We can work out how much we fork out to pay for diabetes.

It’s expensive. Of course it is. When I added up the costs earlier this year for a Diabetes Blog Week post, I estimated our family budget takes a hit of about $6,500 (excluding private health insurance) each and every year. That’s a lot of cups of coffee and a lot of pairs of boots.

But if I talk about the financial burden of diabetes alone, I’m selling short just how expensive the condition really is. The dollars I fork out each year are only one part of what it costs me – although it is a lot easier to quantify.

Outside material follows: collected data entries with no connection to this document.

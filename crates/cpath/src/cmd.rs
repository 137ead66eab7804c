//! Command handlers for the `cpath` CLI.
//!
//! These functions read point data, build a configuration and produce path
//! data; printing is left to the caller.

use std::{
    fs,
    io::{self, Read},
    path::Path,
};

use anyhow::{Context, Result, bail};
use curvepath::{Baseline, Config, Layout, Point, curve_path, registry};
use log::{info, warn};

/// Where an area's baseline comes from.
#[derive(Clone, Debug)]
pub enum BaselineSource<'a> {
    /// No baseline: draw a line.
    None,
    /// A constant value.
    Value(f64),
    /// A JSON file holding one base point per data point.
    File(&'a Path),
}

/// Parameters for the `render` subcommand.
#[derive(Clone, Debug)]
pub struct RenderOptions<'a> {
    /// Input JSON file; stdin when `None`.
    pub input: Option<&'a Path>,
    /// Curve type name.
    pub curve: &'a str,
    /// Reject names outside the registry instead of drawing them as linear.
    pub strict: bool,
    /// Chart orientation.
    pub layout: Layout,
    /// Baseline for area paths.
    pub baseline: BaselineSource<'a>,
    /// Bridge undefined points.
    pub connect_nulls: bool,
    /// Skip NaN values.
    pub connect_nan: bool,
    /// Coordinate rounding.
    pub digits: Option<u8>,
    /// Path data used when there are no points.
    pub fallback: Option<&'a str>,
}

/// Parse a JSON array of points.
pub fn parse_points(json: &str) -> Result<Vec<Point>> {
    let points: Vec<Point> = serde_json::from_str(json).context("expected a JSON array of points")?;
    Ok(points)
}

/// Read points from a file, or from stdin when `path` is `None`.
pub fn read_points(path: Option<&Path>) -> Result<Vec<Point>> {
    let json = match path {
        Some(path) => fs::read_to_string(path)
            .with_context(|| format!("could not read {}", path.display()))?,
        None => {
            let mut buf = String::new();
            io::stdin()
                .read_to_string(&mut buf)
                .context("could not read points from stdin")?;
            buf
        }
    };
    let points = parse_points(&json).with_context(|| match path {
        Some(path) => format!("invalid point data in {}", path.display()),
        None => "invalid point data on stdin".to_string(),
    })?;
    info!("read {} points", points.len());
    Ok(points)
}

/// Check a curve name against the registry.
///
/// Unknown names are an error when `strict`, and otherwise draw as the
/// default curve with a warning.
pub fn check_curve_name(name: &str, strict: bool) -> Result<()> {
    if registry::lookup(name).is_some() {
        return Ok(());
    }
    if strict {
        bail!(
            "Invalid curve name '{}'. Valid options: {}",
            name,
            registry::CURVE_NAMES.join(", ")
        );
    }
    warn!(
        "unknown curve type '{name}', drawing as {}",
        registry::DEFAULT_CURVE
    );
    Ok(())
}

/// Build a configuration from CLI options, loading a baseline file if given.
pub fn config(opts: &RenderOptions<'_>) -> Result<Config> {
    check_curve_name(opts.curve, opts.strict)?;

    let mut config = Config::new()
        .with_curve(opts.curve)
        .with_layout(opts.layout)
        .connect_nulls(opts.connect_nulls)
        .connect_nan(opts.connect_nan);
    config.digits = opts.digits;

    config.baseline = match opts.baseline {
        BaselineSource::None => None,
        BaselineSource::Value(v) => Some(Baseline::Scalar(v)),
        BaselineSource::File(path) => Some(Baseline::Points(read_points(Some(path))?)),
    };
    Ok(config)
}

/// Produce path data for the `render` subcommand.
///
/// Returns `None` when there is nothing to draw.
pub fn render(opts: &RenderOptions<'_>) -> Result<Option<String>> {
    let config = config(opts)?;
    let points = read_points(opts.input)?;
    let path = curve_path(&points, &config, opts.fallback)?;
    if path.is_none() {
        info!("nothing to draw");
    }
    Ok(path)
}

#[cfg(test)]
mod tests {
    use super::*;

    fn opts(curve: &str) -> RenderOptions<'_> {
        RenderOptions {
            input: None,
            curve,
            strict: false,
            layout: Layout::Horizontal,
            baseline: BaselineSource::None,
            connect_nulls: false,
            connect_nan: false,
            digits: None,
            fallback: None,
        }
    }

    #[test]
    fn parses_points_with_gaps() {
        let points = parse_points(r#"[{"x": 0, "y": 5}, {"x": 5, "y": null}]"#).unwrap();
        assert_eq!(points.len(), 2);
        assert!(points[0].is_defined());
        assert!(!points[1].is_defined());
        assert!(parse_points("{}").is_err());
    }

    #[test]
    fn curve_name_checks() {
        assert!(check_curve_name("monotone", true).is_ok());
        assert!(check_curve_name("wiggly", false).is_ok());
        assert!(check_curve_name("wiggly", true).is_err());
    }

    #[test]
    fn builds_config() {
        let mut o = opts("step");
        o.baseline = BaselineSource::Value(3.0);
        o.digits = Some(1);
        let cfg = config(&o).unwrap();
        assert_eq!(cfg.baseline, Some(Baseline::Scalar(3.0)));
        assert_eq!(cfg.digits, Some(1));
        assert!(config(&RenderOptions { strict: true, ..opts("nope") }).is_err());
    }
}
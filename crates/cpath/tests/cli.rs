#![allow(missing_docs, clippy::tests_outside_test_module)]

use std::{fs, path::Path, process::Command};

use assert_cmd::{
    Command as CargoCommand,
    assert::{Assert, OutputAssertExt},
    cargo::CommandCargoExt,
};
use tempfile::tempdir;

const POINTS: &str = r#"[{"x": 0, "y": 0}, {"x": 1, "y": 1}, {"x": 2, "y": null}, {"x": 3, "y": 3}]"#;

fn write(path: &Path, json: &str) {
    fs::write(path, json).expect("write input");
}

#[allow(deprecated)]
fn cpath() -> Command {
    Command::cargo_bin("cpath").expect("binary exists")
}

fn render(input: &Path, args: &[&str]) -> Assert {
    let mut cmd = cpath();
    cmd.arg("render").args(args).arg(input);
    cmd.assert()
}

fn stdout(assert: &Assert) -> String {
    String::from_utf8(assert.get_output().stdout.clone()).expect("utf8 output")
}

#[test]
fn renders_line_with_gap() {
    let td = tempdir().expect("tmp");
    let input = td.path().join("points.json");
    write(&input, POINTS);

    let out = render(&input, &[]).success();
    assert_eq!(stdout(&out).trim(), "M0,0L1,1M3,3Z");
}

#[test]
fn connect_nulls_bridges_gap() {
    let td = tempdir().expect("tmp");
    let input = td.path().join("points.json");
    write(&input, POINTS);

    let out = render(&input, &["--connect-nulls"]).success();
    assert_eq!(stdout(&out).trim(), "M0,0L1,1L3,3");
}

#[test]
fn scalar_baseline_draws_area() {
    let td = tempdir().expect("tmp");
    let input = td.path().join("points.json");
    write(&input, r#"[{"x": 0, "y": 3}, {"x": 1, "y": 4}]"#);

    let out = render(&input, &["--baseline", "0"]).success();
    assert_eq!(stdout(&out).trim(), "M0,3L1,4L1,0L0,0Z");
}

#[test]
fn baseline_file_draws_area() {
    let td = tempdir().expect("tmp");
    let input = td.path().join("points.json");
    let base = td.path().join("base.json");
    write(&input, r#"[{"x": 0, "y": 3}, {"x": 1, "y": 4}]"#);
    write(&base, r#"[{"x": 0, "y": 1}, {"x": 1, "y": 2}]"#);

    let out = render(&input, &["--baseline-file", base.to_str().expect("path")]).success();
    assert_eq!(stdout(&out).trim(), "M0,3L1,4L1,2L0,1Z");
}

#[test]
fn short_baseline_file_fails() {
    let td = tempdir().expect("tmp");
    let input = td.path().join("points.json");
    let base = td.path().join("base.json");
    write(&input, r#"[{"x": 0, "y": 3}, {"x": 1, "y": 4}]"#);
    write(&base, r#"[{"x": 0, "y": 1}]"#);

    render(&input, &["--baseline-file", base.to_str().expect("path")]).failure();
}

#[test]
fn unknown_type_draws_linear_unless_strict() {
    let td = tempdir().expect("tmp");
    let input = td.path().join("points.json");
    write(&input, POINTS);

    let loose = render(&input, &["-t", "wiggly"]).success();
    assert_eq!(stdout(&loose).trim(), "M0,0L1,1M3,3Z");
    render(&input, &["-t", "wiggly", "--strict"]).failure();
}

#[test]
fn digits_round_coordinates() {
    let td = tempdir().expect("tmp");
    let input = td.path().join("points.json");
    write(&input, r#"[{"x": 0.123, "y": 1.987}, {"x": 2.5, "y": 3.25}]"#);

    let out = render(&input, &["--digits", "1"]).success();
    assert_eq!(stdout(&out).trim(), "M0.1,2L2.5,3.3");
}

#[test]
fn empty_input_prints_nothing_or_fallback() {
    let td = tempdir().expect("tmp");
    let input = td.path().join("empty.json");
    write(&input, "[]");

    let out = render(&input, &[]).success();
    assert!(stdout(&out).is_empty());

    let out = render(&input, &["--fallback", "M0,0"]).success();
    assert_eq!(stdout(&out).trim(), "M0,0");
}

#[test]
#[allow(deprecated)]
fn reads_stdin() {
    let mut cmd = CargoCommand::cargo_bin("cpath").expect("binary exists");
    let out = cmd
        .args(["render", "-t", "step"])
        .write_stdin(r#"[{"x": 0, "y": 0}, {"x": 2, "y": 2}]"#)
        .assert()
        .success();
    assert_eq!(stdout(&out).trim(), "M0,0L1,0L1,2L2,2");
}

#[test]
fn malformed_input_fails() {
    let td = tempdir().expect("tmp");
    let input = td.path().join("bad.json");
    write(&input, r#"{"x": 1}"#);

    render(&input, &[]).failure();
    render(&td.path().join("missing.json"), &[]).failure();
}

#[test]
fn lists_curves() {
    let out = cpath().arg("list-curves").assert().success();
    let text = stdout(&out);
    for key in ["linear", "monotone", "stepAfter", "basisClosed"] {
        assert!(text.contains(&format!("- {key} — ")), "missing {key}");
    }
}
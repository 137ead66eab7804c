use thiserror::Error;

/// Errors produced while building a path.
#[derive(Error, Debug, Clone, PartialEq, Eq)]
pub enum Error {
    /// A per-point baseline has fewer entries than there are points to pair
    /// it with.
    #[error("baseline has {baseline} points but {points} points need a base")]
    BaselineTooShort {
        /// Number of (filtered) data points.
        points: usize,
        /// Number of (filtered) baseline points.
        baseline: usize,
    },
    /// A curve name outside the registry was parsed strictly.
    #[error("unknown curve type: {0}")]
    UnknownCurve(String),
}

/// Convenience result type for this crate.
pub type Result<T> = std::result::Result<T, Error>;
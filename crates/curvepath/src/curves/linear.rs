use super::{Curve, Pass};
use crate::path::PathContext;

/// Straight segments between consecutive points.
#[derive(Debug, Default)]
pub struct Linear {
    /// Current edge.
    pass: Pass,
    /// Points seen in the current segment, saturating at 2.
    seen: u8,
}

impl Curve for Linear {
    fn area_start(&mut self, _ctx: &mut dyn PathContext) {
        self.pass = Pass::AreaTop;
    }

    fn area_end(&mut self, _ctx: &mut dyn PathContext) {
        self.pass = Pass::Line;
    }

    fn line_start(&mut self, _ctx: &mut dyn PathContext) {
        self.seen = 0;
    }

    fn line_end(&mut self, ctx: &mut dyn PathContext) {
        if self.pass.closes(self.seen == 1) {
            ctx.close_path();
        }
        self.pass = self.pass.next();
    }

    fn point(&mut self, ctx: &mut dyn PathContext, x: f64, y: f64) {
        if self.seen == 0 {
            self.seen = 1;
            self.pass.start_at(ctx, x, y);
        } else {
            self.seen = 2;
            ctx.line_to(x, y);
        }
    }
}

/// Straight segments, with each segment closed back to its first point.
#[derive(Debug, Default)]
pub struct LinearClosed {
    /// Whether the current segment has a point.
    started: bool,
}

impl Curve for LinearClosed {
    fn line_start(&mut self, _ctx: &mut dyn PathContext) {
        self.started = false;
    }

    fn line_end(&mut self, ctx: &mut dyn PathContext) {
        if self.started {
            ctx.close_path();
        }
    }

    fn point(&mut self, ctx: &mut dyn PathContext, x: f64, y: f64) {
        if self.started {
            ctx.line_to(x, y);
        } else {
            self.started = true;
            ctx.move_to(x, y);
        }
    }
}

#[cfg(test)]
mod tests {
    use super::*;
    use crate::path::Path;

    fn run(curve: &mut dyn Curve, points: &[(f64, f64)]) -> String {
        let mut path = Path::new();
        curve.line_start(&mut path);
        for &(x, y) in points {
            curve.point(&mut path, x, y);
        }
        curve.line_end(&mut path);
        path.into_string()
    }

    #[test]
    fn linear() {
        let mut c = Linear::default();
        assert_eq!(run(&mut c, &[]), "");
        assert_eq!(run(&mut c, &[(0.0, 1.0)]), "M0,1Z");
        assert_eq!(run(&mut c, &[(0.0, 1.0), (2.0, 3.0)]), "M0,1L2,3");
    }

    #[test]
    fn linear_area_edges() {
        let mut c = Linear::default();
        let mut path = Path::new();
        c.area_start(&mut path);
        c.line_start(&mut path);
        c.point(&mut path, 0.0, 1.0);
        c.point(&mut path, 2.0, 3.0);
        c.line_end(&mut path);
        c.line_start(&mut path);
        c.point(&mut path, 2.0, 0.0);
        c.point(&mut path, 0.0, 0.0);
        c.line_end(&mut path);
        c.area_end(&mut path);
        assert_eq!(path.as_str(), "M0,1L2,3L2,0L0,0Z");
    }

    #[test]
    fn linear_closed() {
        let mut c = LinearClosed::default();
        assert_eq!(run(&mut c, &[]), "");
        assert_eq!(run(&mut c, &[(1.0, 1.0)]), "M1,1Z");
        assert_eq!(
            run(&mut c, &[(0.0, 0.0), (1.0, 0.0), (1.0, 1.0)]),
            "M0,0L1,0L1,1Z"
        );
    }
}
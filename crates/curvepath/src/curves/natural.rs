use smallvec::SmallVec;

use super::{Curve, Pass};
use crate::path::PathContext;

/// Coordinate buffer for one segment.
type Coords = SmallVec<[f64; 16]>;

/// Natural cubic spline through every point of a segment.
///
/// The whole segment is buffered and solved when it ends.
#[derive(Debug, Default)]
pub struct Natural {
    /// Current edge.
    pass: Pass,
    /// Buffered x coordinates.
    xs: Coords,
    /// Buffered y coordinates.
    ys: Coords,
}

/// Solve for the Bézier control points of a natural spline along one axis.
///
/// Returns the first and second control coordinate of each of the
/// `coords.len() - 1` segments. Requires at least three coordinates.
fn control_points(coords: &[f64]) -> (Vec<f64>, Vec<f64>) {
    let n = coords.len() - 1;
    let mut lower = vec![1.0; n];
    let mut diag = vec![4.0; n];
    let mut rhs = vec![0.0; n];

    lower[0] = 0.0;
    diag[0] = 2.0;
    rhs[0] = coords[0] + 2.0 * coords[1];
    for i in 1..n - 1 {
        rhs[i] = 4.0 * coords[i] + 2.0 * coords[i + 1];
    }
    lower[n - 1] = 2.0;
    diag[n - 1] = 7.0;
    rhs[n - 1] = 8.0 * coords[n - 1] + coords[n];

    // Forward elimination of the tridiagonal system.
    for i in 1..n {
        let factor = lower[i] / diag[i - 1];
        diag[i] -= factor;
        rhs[i] -= factor * rhs[i - 1];
    }

    let mut first = lower;
    first[n - 1] = rhs[n - 1] / diag[n - 1];
    for i in (0..n - 1).rev() {
        first[i] = (rhs[i] - first[i + 1]) / diag[i];
    }

    let mut second = diag;
    second[n - 1] = (coords[n] + first[n - 1]) / 2.0;
    for i in 0..n - 1 {
        second[i] = 2.0 * coords[i + 1] - first[i + 1];
    }
    (first, second)
}

impl Curve for Natural {
    fn area_start(&mut self, _ctx: &mut dyn PathContext) {
        self.pass = Pass::AreaTop;
    }

    fn area_end(&mut self, _ctx: &mut dyn PathContext) {
        self.pass = Pass::Line;
    }

    fn line_start(&mut self, _ctx: &mut dyn PathContext) {
        self.xs.clear();
        self.ys.clear();
    }

    fn line_end(&mut self, ctx: &mut dyn PathContext) {
        let (xs, ys) = (&self.xs, &self.ys);
        let count = xs.len();
        if count > 0 {
            self.pass.start_at(ctx, xs[0], ys[0]);
            if count == 2 {
                ctx.line_to(xs[1], ys[1]);
            } else if count > 2 {
                let (cx1, cx2) = control_points(xs);
                let (cy1, cy2) = control_points(ys);
                for i in 0..count - 1 {
                    ctx.bezier_curve_to(cx1[i], cy1[i], cx2[i], cy2[i], xs[i + 1], ys[i + 1]);
                }
            }
        }
        if self.pass.closes(count == 1) {
            ctx.close_path();
        }
        self.pass = self.pass.next();
        self.xs.clear();
        self.ys.clear();
    }

    fn point(&mut self, _ctx: &mut dyn PathContext, x: f64, y: f64) {
        self.xs.push(x);
        self.ys.push(y);
    }
}
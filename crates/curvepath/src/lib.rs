//! SVG path generation for chart lines and areas.
//!
//! Points arrive already mapped to drawing-surface coordinates. A call picks
//! the candidate points, resolves the requested interpolation strategy, and
//! renders either a line or an area filled down to a baseline.
//!
//! # Supported Curves
//!
//! - Linear, Linear (closed)
//! - Basis, Basis (closed), Basis (open)
//! - Natural
//! - Monotone X / Monotone Y (and layout-dependent `monotone`)
//! - Step, Step before, Step after
//!
//! Custom strategies implement [`curves::CurveFactory`].
//!
//! ```
//! use curvepath::{Config, Point, curve_path};
//!
//! let points = [Point::new(0.0, 0.0), Point::new(10.0, 10.0)];
//! let d = curve_path(&points, &Config::new(), None).unwrap();
//! assert_eq!(d.as_deref(), Some("M0,0L10,10"));
//! ```

/// Path assembly: mode selection and baseline pairing.
pub mod builder;
/// Per-call configuration.
pub mod config;
/// Interpolation curve implementations.
pub mod curves;
/// Error types used across the crate.
pub mod error;
/// Candidate point selection.
pub mod filter;
/// Path-data serialization.
pub mod path;
/// Input point type.
pub mod point;
/// Named curve types and strategy resolution.
pub mod registry;
/// Line and area generators.
pub mod shape;

pub use crate::{
    builder::PathBuilder,
    config::{Baseline, Config, CurveType, Layout},
    point::{Point, Value},
};

/// Generate path data for `points` under `config`.
///
/// With no points, a non-empty `fallback` is returned verbatim, and otherwise
/// there is nothing to draw (`Ok(None)`).
pub fn curve_path(
    points: &[Point],
    config: &Config,
    fallback: Option<&str>,
) -> error::Result<Option<String>> {
    if points.is_empty() {
        return Ok(fallback.filter(|f| !f.is_empty()).map(str::to_string));
    }
    let working = filter::filter_points(points, config);
    PathBuilder::from_config(config).build(&working)
}
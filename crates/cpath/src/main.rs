//! Command‑line entry point for the `cpath` tool.
//!
//! Renders chart points from JSON into SVG path data and lists the available
//! curve types.

use std::{fmt::Display, path::PathBuf, process};

use clap::{Parser, Subcommand};
use curvepath::{Layout, registry};
use log::LevelFilter;

/// CLI command implementations.
mod cmd;

use crate::cmd::{BaselineSource, RenderOptions};

/// Parse a `--digits` value, which must fit SVG-friendly precision.
fn parse_digits(s: &str) -> Result<u8, String> {
    let digits: u8 = s
        .trim()
        .parse()
        .map_err(|_| format!("invalid digits '{s}': expected a non-negative integer"))?;
    if digits > 15 {
        return Err(format!("digits ({digits}) must be at most 15"));
    }
    Ok(digits)
}

/// Map the `-v` count onto a log level.
fn level_filter(verbosity: u8) -> LevelFilter {
    match verbosity {
        0 => LevelFilter::Warn,
        1 => LevelFilter::Info,
        2 => LevelFilter::Debug,
        _ => LevelFilter::Trace,
    }
}

#[derive(Parser)]
#[command(name = "cpath")]
#[command(version = env!("CARGO_PKG_VERSION"))]
/// Top‑level CLI options and subcommands.
struct Cli {
    /// Sets the level of verbosity (`-v`, `-vv`, ...).
    #[arg(short, action = clap::ArgAction::Count, global = true, help = "Sets the level of verbosity")]
    v: u8,

    /// Command to execute.
    #[command(subcommand)]
    command: Commands,
}

#[derive(Subcommand)]
/// Subcommands supported by the `cpath` tool.
enum Commands {
    #[command(about = "Render a JSON array of points as SVG path data")]
    /// Render points into path data.
    Render {
        #[arg(
            short = 't',
            long = "type",
            default_value = "linear",
            help = "Curve type (see list-curves)"
        )]
        /// Curve type name.
        curve: String,

        #[arg(long, help = "Reject unknown curve types instead of drawing them as linear")]
        /// Fail on names outside the registry.
        strict: bool,

        #[arg(
            long,
            default_value = "horizontal",
            help = "Chart orientation: horizontal or vertical"
        )]
        /// Chart orientation.
        layout: Layout,

        #[arg(
            long,
            value_name = "NUMBER",
            conflicts_with = "baseline_file",
            allow_negative_numbers = true,
            help = "Draw an area down to a constant baseline"
        )]
        /// Constant baseline.
        baseline: Option<f64>,

        #[arg(
            long = "baseline-file",
            value_name = "PATH",
            help = "Draw an area down to per-point baselines read from JSON"
        )]
        /// Per-point baseline file.
        baseline_file: Option<PathBuf>,

        #[arg(long = "connect-nulls", help = "Bridge gaps left by missing points")]
        /// Bridge undefined points.
        connect_nulls: bool,

        #[arg(long = "connect-nan", help = "Skip points whose value is not a number")]
        /// Skip NaN values.
        connect_nan: bool,

        #[arg(
            long,
            value_name = "N",
            value_parser = parse_digits,
            help = "Round coordinates to N fractional digits"
        )]
        /// Coordinate rounding.
        digits: Option<u8>,

        #[arg(long, help = "Path data to print when there are no points")]
        /// Empty-input fallback.
        fallback: Option<String>,

        #[arg(help = "Input JSON file (reads stdin when omitted)")]
        /// Input file.
        input: Option<PathBuf>,
    },
    #[command(about = "List the supported curve types")]
    /// List the supported curve types.
    ListCurves,
}

/// Print a result or report an error and exit non-zero.
fn report<T, E: Display>(result: Result<T, E>, ok: impl FnOnce(T)) {
    match result {
        Ok(v) => ok(v),
        Err(e) => {
            eprintln!("{e:#}");
            process::exit(1);
        }
    }
}

/// Handle the `list-curves` subcommand.
fn handle_list_curves() {
    println!("Supported curves (key — display — summary):");
    for entry in registry::REGISTRY {
        println!("- {} — {} — {}", entry.key, entry.display, entry.summary);
    }
}

fn main() {
    let cli = Cli::parse();

    env_logger::Builder::new()
        .filter_level(level_filter(cli.v))
        .parse_default_env()
        .init();

    match cli.command {
        Commands::Render {
            curve,
            strict,
            layout,
            baseline,
            baseline_file,
            connect_nulls,
            connect_nan,
            digits,
            fallback,
            input,
        } => {
            let baseline = match (baseline, baseline_file.as_deref()) {
                (Some(v), _) => BaselineSource::Value(v),
                (None, Some(path)) => BaselineSource::File(path),
                (None, None) => BaselineSource::None,
            };
            let opts = RenderOptions {
                input: input.as_deref(),
                curve: &curve,
                strict,
                layout,
                baseline,
                connect_nulls,
                connect_nan,
                digits,
                fallback: fallback.as_deref(),
            };
            report(cmd::render(&opts), |path| {
                if let Some(path) = path {
                    println!("{path}");
                }
            });
        }
        Commands::ListCurves => handle_list_curves(),
    }
}
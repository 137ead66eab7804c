//! Selection of the points that take part in interpolation.

use std::borrow::Cow;

use crate::{config::Config, point::Point};

/// The working point sequence for `config`.
///
/// With neither flag set the input is passed through, gaps included; the
/// generators break the path at undefined points. `connect_nulls` drops
/// undefined points so the path bridges gaps. `connect_nan` (consulted only
/// when `connect_nulls` is off) drops points whose value is NaN.
pub fn filter_points<'a>(points: &'a [Point], config: &Config) -> Cow<'a, [Point]> {
    if config.connect_nulls {
        retain(points, Point::is_defined)
    } else if config.connect_nan {
        retain(points, Point::is_nan_valid)
    } else {
        Cow::Borrowed(points)
    }
}

/// The working baseline sequence for `config`.
///
/// With `connect_nulls`, undefined baseline points are dropped on their own
/// terms, independent of which data points were dropped.
pub fn filter_baseline<'a>(baseline: &'a [Point], config: &Config) -> Cow<'a, [Point]> {
    if config.connect_nulls {
        retain(baseline, Point::is_defined)
    } else {
        Cow::Borrowed(baseline)
    }
}

/// Keep points matching `keep`, borrowing when nothing is removed.
fn retain(points: &[Point], keep: impl Fn(&Point) -> bool) -> Cow<'_, [Point]> {
    if points.iter().all(&keep) {
        Cow::Borrowed(points)
    } else {
        Cow::Owned(points.iter().copied().filter(|p| keep(p)).collect())
    }
}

Because, there’s time. So much time.

We sit in waiting rooms, travel to appointments, take time out to make calls to make those appointments, call the pharmacy to order insulin and supplies, visit the pharmacy to collect insulin and supplies. Our prescriptions run out and we have to hastily find a time and way to refill them. We sit on the phone waiting to receive pathology results. We take time out of work time, out of family time, out of social time, out of our own time because diabetes demands it.

And then there is time dedicated to the day-to-day minutiae of ‘doing diabetes’. The time it takes to check our BGLs, or change a pump line, or site a new CGM sensor. Then there is the time to look at data, and act upon it. We lose time to treat lows, treat highs, watch CGM traces, question what to do with random numbers. We build up a sleep debt that never gets repaid, no matter how many early nights or nanna naps we try to sneak in.

It adds up. It all adds up – slowly and deliberately until suddenly we realise just how much time it takes. I tried to give a dollar amount to the time I spend doing diabetes, and stopped when I realised just how terrifying it was. If I was able to dedicate that much more time to paid work, I’d be spending a lot more time in New York each year. And then I got depressed and decided to stop adding up the hours I spend on diabetes.

But still, this is just scraping the surface. The money it costs and the time it takes are significant and must not be underestimated. However, the harder to measure personal costs and emotional burden should not be forgotten either.

I don’t really know how to gauge the extent of those costs. I don’t know how to quantify the psychological impact of diabetes – most of the time I can barely qualify it. But I know it’s significant.

During this month, there are a lot of efforts to try to explain diabetes to those not living with it. JDRF’s T1D Footprint calculator is doing the rounds again, and it’s an effective way to put numbers to just some of the tasks we do to manage our diabetes. I really like they’ve added an extra element to their social media activation: a photo frame with the words ‘T1DYouDon’tSee’ which acknowledges our invisible condition.

Because that’s the thing about diabetes. We can tally up hours and dollars, but measuring the stuff we can’t see is a whole lot harder. And for me, that’s where the real expense in diabetes lies.